[Goal of the exercise]:
Using the records below, filter out every line that lacks "prior" and copy the rest.

[Supplied records]:
/---
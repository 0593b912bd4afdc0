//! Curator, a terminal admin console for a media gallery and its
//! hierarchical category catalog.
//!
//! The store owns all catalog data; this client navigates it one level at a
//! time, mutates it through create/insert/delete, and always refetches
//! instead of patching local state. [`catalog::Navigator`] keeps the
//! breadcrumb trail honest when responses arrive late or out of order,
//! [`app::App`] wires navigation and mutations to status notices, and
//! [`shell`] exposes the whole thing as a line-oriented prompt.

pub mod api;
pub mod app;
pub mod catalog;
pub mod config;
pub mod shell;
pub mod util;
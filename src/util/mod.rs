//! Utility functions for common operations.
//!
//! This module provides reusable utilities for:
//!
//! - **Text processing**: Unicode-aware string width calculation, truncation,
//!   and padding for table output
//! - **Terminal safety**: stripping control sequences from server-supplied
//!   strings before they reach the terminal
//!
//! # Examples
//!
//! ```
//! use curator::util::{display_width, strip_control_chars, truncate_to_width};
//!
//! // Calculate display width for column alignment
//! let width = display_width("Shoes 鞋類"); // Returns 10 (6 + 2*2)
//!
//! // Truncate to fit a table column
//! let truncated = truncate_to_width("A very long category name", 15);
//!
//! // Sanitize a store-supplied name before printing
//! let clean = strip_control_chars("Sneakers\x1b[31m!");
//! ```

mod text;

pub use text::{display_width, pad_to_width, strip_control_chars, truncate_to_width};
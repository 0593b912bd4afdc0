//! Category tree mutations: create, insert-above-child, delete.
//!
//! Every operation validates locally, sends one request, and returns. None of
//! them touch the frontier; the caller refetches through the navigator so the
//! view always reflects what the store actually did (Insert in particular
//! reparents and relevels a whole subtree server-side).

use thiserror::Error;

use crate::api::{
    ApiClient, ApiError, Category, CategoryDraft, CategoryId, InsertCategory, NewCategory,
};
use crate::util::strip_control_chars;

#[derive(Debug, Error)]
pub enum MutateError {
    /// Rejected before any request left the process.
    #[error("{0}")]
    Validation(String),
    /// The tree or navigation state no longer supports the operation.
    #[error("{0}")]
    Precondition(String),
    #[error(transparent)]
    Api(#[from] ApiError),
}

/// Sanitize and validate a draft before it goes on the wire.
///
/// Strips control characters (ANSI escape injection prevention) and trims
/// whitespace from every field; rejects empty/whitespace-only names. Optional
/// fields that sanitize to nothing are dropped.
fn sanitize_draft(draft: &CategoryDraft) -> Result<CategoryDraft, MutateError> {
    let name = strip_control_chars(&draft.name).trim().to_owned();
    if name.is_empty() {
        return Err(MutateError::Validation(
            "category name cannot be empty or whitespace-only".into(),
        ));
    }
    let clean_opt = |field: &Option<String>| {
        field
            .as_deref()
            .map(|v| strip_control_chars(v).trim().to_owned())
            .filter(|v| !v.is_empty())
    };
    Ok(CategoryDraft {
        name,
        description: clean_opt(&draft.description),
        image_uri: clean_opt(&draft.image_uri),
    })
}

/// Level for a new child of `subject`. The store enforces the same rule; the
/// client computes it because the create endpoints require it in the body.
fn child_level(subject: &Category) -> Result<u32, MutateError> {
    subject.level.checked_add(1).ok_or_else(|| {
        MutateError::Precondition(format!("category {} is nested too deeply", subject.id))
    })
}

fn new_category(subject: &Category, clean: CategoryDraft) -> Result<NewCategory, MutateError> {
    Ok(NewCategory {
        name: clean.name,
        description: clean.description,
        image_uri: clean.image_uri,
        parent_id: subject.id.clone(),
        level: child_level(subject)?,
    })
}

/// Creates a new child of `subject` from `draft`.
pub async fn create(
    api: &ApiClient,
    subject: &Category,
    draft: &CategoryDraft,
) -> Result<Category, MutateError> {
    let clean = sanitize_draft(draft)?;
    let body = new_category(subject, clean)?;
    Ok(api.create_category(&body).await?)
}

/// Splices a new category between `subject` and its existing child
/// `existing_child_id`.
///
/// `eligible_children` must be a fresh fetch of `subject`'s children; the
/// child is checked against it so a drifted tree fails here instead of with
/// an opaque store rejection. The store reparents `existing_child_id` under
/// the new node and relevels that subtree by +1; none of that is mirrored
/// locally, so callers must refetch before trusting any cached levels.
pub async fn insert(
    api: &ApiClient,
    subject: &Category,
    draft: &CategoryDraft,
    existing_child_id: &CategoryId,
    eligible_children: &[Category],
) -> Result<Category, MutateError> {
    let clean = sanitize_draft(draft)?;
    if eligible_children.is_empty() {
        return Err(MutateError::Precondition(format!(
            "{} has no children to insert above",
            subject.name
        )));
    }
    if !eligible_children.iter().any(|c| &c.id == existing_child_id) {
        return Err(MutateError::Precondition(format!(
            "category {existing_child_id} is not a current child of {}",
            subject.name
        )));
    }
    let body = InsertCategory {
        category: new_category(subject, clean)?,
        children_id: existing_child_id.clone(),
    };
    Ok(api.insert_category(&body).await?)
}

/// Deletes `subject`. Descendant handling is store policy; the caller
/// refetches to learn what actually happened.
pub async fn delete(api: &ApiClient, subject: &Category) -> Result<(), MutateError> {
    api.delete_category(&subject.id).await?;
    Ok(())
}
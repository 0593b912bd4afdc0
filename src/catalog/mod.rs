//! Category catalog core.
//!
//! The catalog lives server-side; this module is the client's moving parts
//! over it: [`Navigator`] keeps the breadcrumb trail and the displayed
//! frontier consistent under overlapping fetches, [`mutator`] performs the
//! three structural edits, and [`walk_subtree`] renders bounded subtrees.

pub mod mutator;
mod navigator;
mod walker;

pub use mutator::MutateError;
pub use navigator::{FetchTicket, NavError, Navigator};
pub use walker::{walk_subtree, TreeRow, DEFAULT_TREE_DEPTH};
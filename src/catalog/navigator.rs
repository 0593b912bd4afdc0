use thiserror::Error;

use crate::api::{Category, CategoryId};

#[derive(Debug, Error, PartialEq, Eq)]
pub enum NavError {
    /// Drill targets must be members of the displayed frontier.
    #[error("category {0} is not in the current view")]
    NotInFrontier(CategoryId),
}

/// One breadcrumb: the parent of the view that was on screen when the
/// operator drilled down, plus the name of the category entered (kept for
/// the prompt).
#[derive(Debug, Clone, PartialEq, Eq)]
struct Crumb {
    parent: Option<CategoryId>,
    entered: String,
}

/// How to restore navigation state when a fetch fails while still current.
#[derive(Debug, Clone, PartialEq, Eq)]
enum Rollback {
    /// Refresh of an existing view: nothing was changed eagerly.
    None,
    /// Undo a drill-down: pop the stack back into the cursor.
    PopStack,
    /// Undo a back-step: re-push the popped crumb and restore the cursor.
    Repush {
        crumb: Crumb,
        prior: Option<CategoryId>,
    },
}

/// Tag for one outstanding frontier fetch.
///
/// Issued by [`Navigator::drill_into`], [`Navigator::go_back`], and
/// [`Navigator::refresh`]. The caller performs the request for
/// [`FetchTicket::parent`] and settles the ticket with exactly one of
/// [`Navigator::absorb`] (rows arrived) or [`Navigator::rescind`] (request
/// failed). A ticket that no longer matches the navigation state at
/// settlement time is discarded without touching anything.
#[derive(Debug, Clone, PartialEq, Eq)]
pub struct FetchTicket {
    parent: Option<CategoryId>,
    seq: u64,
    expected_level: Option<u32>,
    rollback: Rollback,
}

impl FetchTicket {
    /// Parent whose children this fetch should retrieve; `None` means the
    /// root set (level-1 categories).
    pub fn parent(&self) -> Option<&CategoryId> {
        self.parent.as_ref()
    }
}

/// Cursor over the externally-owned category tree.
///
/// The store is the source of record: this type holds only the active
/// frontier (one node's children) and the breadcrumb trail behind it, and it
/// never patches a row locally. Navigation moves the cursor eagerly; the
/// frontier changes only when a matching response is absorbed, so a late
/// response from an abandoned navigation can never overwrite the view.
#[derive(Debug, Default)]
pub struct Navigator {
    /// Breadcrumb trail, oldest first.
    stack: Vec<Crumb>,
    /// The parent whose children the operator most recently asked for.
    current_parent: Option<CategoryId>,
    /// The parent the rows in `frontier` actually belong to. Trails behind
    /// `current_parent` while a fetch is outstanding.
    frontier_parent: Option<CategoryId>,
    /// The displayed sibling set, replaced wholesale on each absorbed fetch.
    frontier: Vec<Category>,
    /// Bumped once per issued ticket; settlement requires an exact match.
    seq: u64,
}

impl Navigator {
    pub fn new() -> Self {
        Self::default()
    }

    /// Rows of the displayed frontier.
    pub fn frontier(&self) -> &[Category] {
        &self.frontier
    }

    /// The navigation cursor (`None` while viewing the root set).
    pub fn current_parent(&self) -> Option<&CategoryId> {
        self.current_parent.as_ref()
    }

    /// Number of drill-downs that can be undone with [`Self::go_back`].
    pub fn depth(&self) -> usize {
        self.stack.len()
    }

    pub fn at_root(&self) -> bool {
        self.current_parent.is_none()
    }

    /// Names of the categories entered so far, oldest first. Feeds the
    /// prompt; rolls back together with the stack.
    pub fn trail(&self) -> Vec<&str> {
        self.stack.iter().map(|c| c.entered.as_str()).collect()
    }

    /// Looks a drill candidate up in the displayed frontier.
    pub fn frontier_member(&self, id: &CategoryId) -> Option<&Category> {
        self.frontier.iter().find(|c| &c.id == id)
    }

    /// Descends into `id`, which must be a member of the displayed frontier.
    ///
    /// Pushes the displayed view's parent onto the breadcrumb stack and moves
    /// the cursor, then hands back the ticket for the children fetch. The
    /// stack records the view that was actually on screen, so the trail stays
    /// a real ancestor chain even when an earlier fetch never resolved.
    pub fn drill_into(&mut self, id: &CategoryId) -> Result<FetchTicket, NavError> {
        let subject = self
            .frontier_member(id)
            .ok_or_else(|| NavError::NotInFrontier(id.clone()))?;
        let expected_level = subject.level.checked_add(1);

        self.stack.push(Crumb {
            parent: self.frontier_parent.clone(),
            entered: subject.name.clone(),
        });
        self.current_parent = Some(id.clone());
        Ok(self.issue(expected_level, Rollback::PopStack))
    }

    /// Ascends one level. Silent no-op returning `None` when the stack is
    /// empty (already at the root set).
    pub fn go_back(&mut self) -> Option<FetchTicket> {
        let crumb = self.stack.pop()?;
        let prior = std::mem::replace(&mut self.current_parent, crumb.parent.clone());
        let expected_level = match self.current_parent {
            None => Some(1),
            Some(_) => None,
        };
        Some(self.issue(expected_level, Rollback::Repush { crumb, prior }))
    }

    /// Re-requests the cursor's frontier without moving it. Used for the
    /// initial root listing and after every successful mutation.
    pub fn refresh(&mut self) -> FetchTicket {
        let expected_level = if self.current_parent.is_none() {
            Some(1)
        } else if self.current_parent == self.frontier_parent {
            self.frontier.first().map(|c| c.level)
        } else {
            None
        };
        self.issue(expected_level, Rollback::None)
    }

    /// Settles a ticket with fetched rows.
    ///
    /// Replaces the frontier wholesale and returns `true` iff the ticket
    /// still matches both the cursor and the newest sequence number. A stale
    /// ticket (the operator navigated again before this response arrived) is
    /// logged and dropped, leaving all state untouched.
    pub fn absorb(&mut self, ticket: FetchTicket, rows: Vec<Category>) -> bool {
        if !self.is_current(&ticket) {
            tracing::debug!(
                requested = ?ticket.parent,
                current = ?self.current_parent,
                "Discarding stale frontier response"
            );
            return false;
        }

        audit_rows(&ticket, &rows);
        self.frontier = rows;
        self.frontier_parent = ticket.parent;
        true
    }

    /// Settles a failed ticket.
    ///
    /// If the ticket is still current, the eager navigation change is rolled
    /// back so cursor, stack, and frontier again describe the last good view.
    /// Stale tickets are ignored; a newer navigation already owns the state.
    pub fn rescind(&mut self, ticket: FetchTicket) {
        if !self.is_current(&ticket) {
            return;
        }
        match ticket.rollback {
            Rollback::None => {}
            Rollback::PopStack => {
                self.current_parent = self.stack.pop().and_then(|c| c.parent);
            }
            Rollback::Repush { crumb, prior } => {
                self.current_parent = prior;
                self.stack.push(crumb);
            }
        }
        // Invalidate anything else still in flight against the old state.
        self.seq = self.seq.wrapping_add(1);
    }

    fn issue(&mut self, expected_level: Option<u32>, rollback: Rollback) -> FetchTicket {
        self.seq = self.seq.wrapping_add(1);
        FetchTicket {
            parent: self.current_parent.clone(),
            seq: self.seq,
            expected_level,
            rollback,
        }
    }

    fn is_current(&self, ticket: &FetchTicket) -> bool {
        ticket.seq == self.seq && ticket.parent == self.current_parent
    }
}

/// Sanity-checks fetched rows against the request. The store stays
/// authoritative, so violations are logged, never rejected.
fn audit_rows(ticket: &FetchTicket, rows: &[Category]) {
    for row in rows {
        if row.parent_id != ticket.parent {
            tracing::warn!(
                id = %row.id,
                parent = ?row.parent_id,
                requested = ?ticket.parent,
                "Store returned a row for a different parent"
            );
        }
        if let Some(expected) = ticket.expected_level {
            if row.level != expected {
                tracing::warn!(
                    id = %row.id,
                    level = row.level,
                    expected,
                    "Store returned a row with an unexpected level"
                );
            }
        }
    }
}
\---
[Final answer]:
        prior: Option<CategoryId>,
        let prior = std::mem::replace(&mut self.current_parent, crumb.parent.clone());
        Some(self.issue(expected_level, Rollback::Repush { crumb, prior }))
            Rollback::Repush { crumb, prior } => {
                self.current_parent = prior;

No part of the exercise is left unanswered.